Liberty University is the most prominent evangelical university in the United States, with some 12,000 students who adhere to strict rules and regulations regarding moral conduct.

Its biology curriculum includes a course on “Young Earth Creationism”, which juxtaposes Charles Darwin’s “Origin of the Species” with the Book of Genesis.

“In order to be the best creationist, you have to be the best evolutionist you can be,” said Marcus Ross, who teaches paleontology and says of Adam and Eve: “I feel they were real people, they were the first people.”

David DeWitt, a Liberty University biology professor, opens his classes with a prayer, asking God to help him teach his students.

“I pray that you help me to teach effectively and help the students to learn and defend their faith,” he says.

Strongly-expressed faith is not unusual in the United States, a country where 80 percent of the population claim to believe in God and ascribe to established religions.

Polls taken in the last two years found that between 44 and 46 percent of Americans believe that the Earth was created in a week, somewhere between 6,000 and 10,000 years ago.

Creationism, an increasingly popular theory in the United States and elsewhere in the world, rejects Darwin’s theory that all living species evolved over the course of billions of years via the process of natural selection.

The school of thought has adherents among Jehovah’s Witnesses and some fundamentalist Muslims, but in the United States it has won most converts in the evangelical Christian community.

Former president George W. Bush, a born-again Christian, is among those who say evolutionary theory does not fully explain the Earth’s creation, though the ex-president also noted he is not a “literalist” when it comes to the Bible.

Creationist belief has implications for the way people understand a variety of fields, including biology, paleontology and astronomy, but also impacts questions about climate change and educational debates.

At the Smithsonian Institute, among crowds of weekend visitors, the Liberty University students visited the evolution exhibition,.

But Darwin’s explanation for why giraffes have long necks — that they evolved over time so they could reach higher foliage — and displays of fossil evidence failed to sway them.

“Creationism and evolutionism have different ways of explaining the evidence. The creationist way recognizes the importance of Biblical records,” said Ross.

He teaches his students that dinosaurs were wiped from the face of the Earth some 4,000 to 5,000 years ago during the Biblical flood that Noah survived by building an ark.

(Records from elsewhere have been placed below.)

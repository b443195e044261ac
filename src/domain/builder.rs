//! Range descriptor builder: heterogeneous arguments → normalized axes.

use super::{AxisRange, BoundExpr, RangeDomain};
use crate::diagnostic::{Diagnostic, DiagnosticCode};
use crate::index::{GroupedIndex, MAX_RANK};
use crate::span::Span;
use crate::types::IntValue;

const SHAPE_MESSAGE: &str =
    "Every argument of ndrange should be a scalar or a tuple/list like (begin, end)";
const TYPE_MESSAGE: &str =
    "Every argument of ndrange should be an integer scalar or a tuple/list of (int, int)";

/// One call argument, tagged by shape once, at construction.
#[derive(Clone, Debug, PartialEq)]
pub enum RangeArg {
    /// `n` → axis `(0, n)`.
    Scalar(BoundExpr),
    /// A tuple/list literal. Only two components are valid.
    Seq(Vec<BoundExpr>),
    /// A collection spliced in place, one axis per element.
    Splat(Vec<RangeArg>),
}

impl RangeArg {
    pub fn scalar(end: impl Into<BoundExpr>) -> Self {
        RangeArg::Scalar(end.into())
    }

    pub fn pair(begin: impl Into<BoundExpr>, end: impl Into<BoundExpr>) -> Self {
        RangeArg::Seq(vec![begin.into(), end.into()])
    }

    pub fn splat(args: Vec<RangeArg>) -> Self {
        RangeArg::Splat(args)
    }

    /// Axes `(lower[k], upper[k])` for every component of two grouped indices.
    ///
    /// Components are already concrete, so the inner domain is built from
    /// literals and never refers back to the outer iteration.
    pub fn between(lower: &GroupedIndex, upper: &GroupedIndex) -> Self {
        RangeArg::Splat(
            lower
                .iter()
                .zip(upper.iter())
                .map(|(b, e)| RangeArg::pair(b, e))
                .collect(),
        )
    }
}

impl From<BoundExpr> for RangeArg {
    fn from(e: BoundExpr) -> Self {
        RangeArg::Scalar(e)
    }
}

impl<A: Into<BoundExpr>, B: Into<BoundExpr>> From<(A, B)> for RangeArg {
    fn from((begin, end): (A, B)) -> Self {
        RangeArg::pair(begin, end)
    }
}

impl<A: Into<BoundExpr>, B: Into<BoundExpr>, C: Into<BoundExpr>> From<(A, B, C)> for RangeArg {
    fn from((a, b, c): (A, B, C)) -> Self {
        RangeArg::Seq(vec![a.into(), b.into(), c.into()])
    }
}

impl From<Vec<BoundExpr>> for RangeArg {
    fn from(v: Vec<BoundExpr>) -> Self {
        RangeArg::Seq(v)
    }
}

/// Splat of a grouped index: one `(0, v)` axis per component.
impl From<&GroupedIndex> for RangeArg {
    fn from(idx: &GroupedIndex) -> Self {
        RangeArg::Splat(idx.iter().map(RangeArg::scalar).collect())
    }
}

macro_rules! range_arg_from_scalar {
    ($($t:ty),*) => {
        $(
            impl From<$t> for RangeArg {
                fn from(v: $t) -> Self {
                    RangeArg::Scalar(v.into())
                }
            }
        )*
    };
}

range_arg_from_scalar!(i8, i16, i32, i64, u8, u16, u32, u64, f64);

// ─── Call Site ─────────────────────────────────────────────────────

/// Where an axis came from: the top-level argument and the exact span.
#[derive(Clone, Copy, Debug, PartialEq, Eq)]
pub struct AxisOrigin {
    pub position: usize,
    pub span: Span,
}

/// Source-like rendering of a range call, used to anchor diagnostics.
#[derive(Clone, Debug, PartialEq)]
pub struct CallSite {
    pub source: String,
    /// Span of every top-level argument.
    pub args: Vec<Span>,
    axes: Vec<AxisOrigin>,
}

impl CallSite {
    /// Render `ndrange(arg, ...)` for the given arguments.
    pub fn render(args: &[RangeArg]) -> Self {
        let (source, layouts) = render_layouts(args);
        Self {
            source,
            args: layouts.iter().map(|l| l.span).collect(),
            axes: Vec::new(),
        }
    }

    pub fn axis_origin(&self, axis: usize) -> AxisOrigin {
        self.axes.get(axis).copied().unwrap_or(AxisOrigin {
            position: 0,
            span: Span::new(0, self.source.len() as u32),
        })
    }
}

struct ArgLayout {
    span: Span,
    children: Vec<ArgLayout>,
}

fn render_layouts(args: &[RangeArg]) -> (String, Vec<ArgLayout>) {
    let mut out = String::from("ndrange(");
    let mut layouts = Vec::with_capacity(args.len());
    for (i, arg) in args.iter().enumerate() {
        if i > 0 {
            out.push_str(", ");
        }
        layouts.push(write_arg(&mut out, arg));
    }
    out.push(')');
    (out, layouts)
}

fn write_arg(out: &mut String, arg: &RangeArg) -> ArgLayout {
    let start = out.len();
    let mut children = Vec::new();
    match arg {
        RangeArg::Scalar(e) => out.push_str(&e.to_string()),
        RangeArg::Seq(items) => {
            out.push('(');
            let parts: Vec<String> = items.iter().map(|e| e.to_string()).collect();
            out.push_str(&parts.join(", "));
            if items.len() == 1 {
                out.push(',');
            }
            out.push(')');
        }
        RangeArg::Splat(inner) => {
            out.push_str("*[");
            for (i, a) in inner.iter().enumerate() {
                if i > 0 {
                    out.push_str(", ");
                }
                children.push(write_arg(out, a));
            }
            out.push(']');
        }
    }
    ArgLayout {
        span: Span::new(start as u32, out.len() as u32),
        children,
    }
}

// ─── Normalization ─────────────────────────────────────────────────

/// Normalize call arguments into a [`RangeDomain`].
///
/// Scalars become `(0, n)`, pairs stay `(begin, end)`, splats flatten in
/// place. Bounds may be dynamic; nothing here requires a literal.
pub fn make_range_domain(args: &[RangeArg]) -> Result<RangeDomain, Diagnostic> {
    let (source, layouts) = render_layouts(args);
    let mut axes = Vec::new();
    let mut origins = Vec::new();

    for (position, (arg, layout)) in args.iter().zip(&layouts).enumerate() {
        normalize(arg, layout, position, &source, &mut axes, &mut origins)?;
    }

    let whole = Span::new(0, source.len() as u32);
    if axes.is_empty() {
        return Err(Diagnostic::error(
            "ndrange needs at least one axis".to_string(),
            whole,
        )
        .with_code(DiagnosticCode::ShapeError));
    }
    if axes.len() > MAX_RANK {
        return Err(Diagnostic::error(
            format!(
                "ndrange has {} axes, at most {} are supported",
                axes.len(),
                MAX_RANK
            ),
            whole,
        )
        .with_code(DiagnosticCode::ShapeError));
    }

    let call_site = CallSite {
        source,
        args: layouts.iter().map(|l| l.span).collect(),
        axes: origins,
    };
    Ok(RangeDomain::new(axes, call_site))
}

fn normalize(
    arg: &RangeArg,
    layout: &ArgLayout,
    position: usize,
    source: &str,
    axes: &mut Vec<AxisRange>,
    origins: &mut Vec<AxisOrigin>,
) -> Result<(), Diagnostic> {
    let span = layout.span;
    match arg {
        RangeArg::Scalar(end) => {
            check_bound(end, position, span)?;
            axes.push(AxisRange {
                begin: BoundExpr::Int(IntValue::I32(0)),
                end: end.clone(),
            });
            origins.push(AxisOrigin { position, span });
        }
        RangeArg::Seq(items) => {
            if items.len() != 2 {
                let text = &source[span.range()];
                return Err(Diagnostic::error(SHAPE_MESSAGE.to_string(), span)
                    .with_code(DiagnosticCode::ShapeError)
                    .at_position(position)
                    .with_note(format!(
                        "argument {} `{}` has {} components",
                        position + 1,
                        text,
                        items.len()
                    )));
            }
            check_bound(&items[0], position, span)?;
            check_bound(&items[1], position, span)?;
            axes.push(AxisRange {
                begin: items[0].clone(),
                end: items[1].clone(),
            });
            origins.push(AxisOrigin { position, span });
        }
        RangeArg::Splat(inner) => {
            for (a, l) in inner.iter().zip(&layout.children) {
                normalize(a, l, position, source, axes, origins)?;
            }
        }
    }
    Ok(())
}

fn check_bound(bound: &BoundExpr, position: usize, span: Span) -> Result<(), Diagnostic> {
    let problem = if !bound.is_integral() {
        Some(format!("`{}` is not an integer", bound))
    } else {
        unrepresentable(bound).map(|v| format!("`{}` does not fit in a signed 64-bit bound", v))
    };
    match problem {
        None => Ok(()),
        Some(note) => Err(Diagnostic::error(TYPE_MESSAGE.to_string(), span)
            .with_code(DiagnosticCode::TypeMismatch)
            .at_position(position)
            .with_note(format!("argument {}: {}", position + 1, note))),
    }
}

fn unrepresentable(bound: &BoundExpr) -> Option<IntValue> {
    match bound {
        BoundExpr::Int(v) => v.to_i64().is_none().then_some(*v),
        BoundExpr::Float(_) | BoundExpr::Param { .. } => None,
        BoundExpr::Load { index, .. } => index.iter().find_map(unrepresentable),
        BoundExpr::Add(a, b) | BoundExpr::Sub(a, b) | BoundExpr::Mul(a, b) => {
            unrepresentable(a).or_else(|| unrepresentable(b))
        }
    }
}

He says carbon-dating techniques that have been used to suggest the Earth is in fact billions of years old are simply not reliable.

He doesn’t reject one prominent theory that dinosaurs were wiped out by a massive asteroid that collided into Earth, but suggests the collision coincided with the Biblical flood.

Though Ross acknowledges that the United States is among the most welcoming environments in the world for creationists, he said it can be difficult to convince people to take him and his beliefs seriously.

“The attitude is when you are a creationist you are ignorant of the facts,” he said.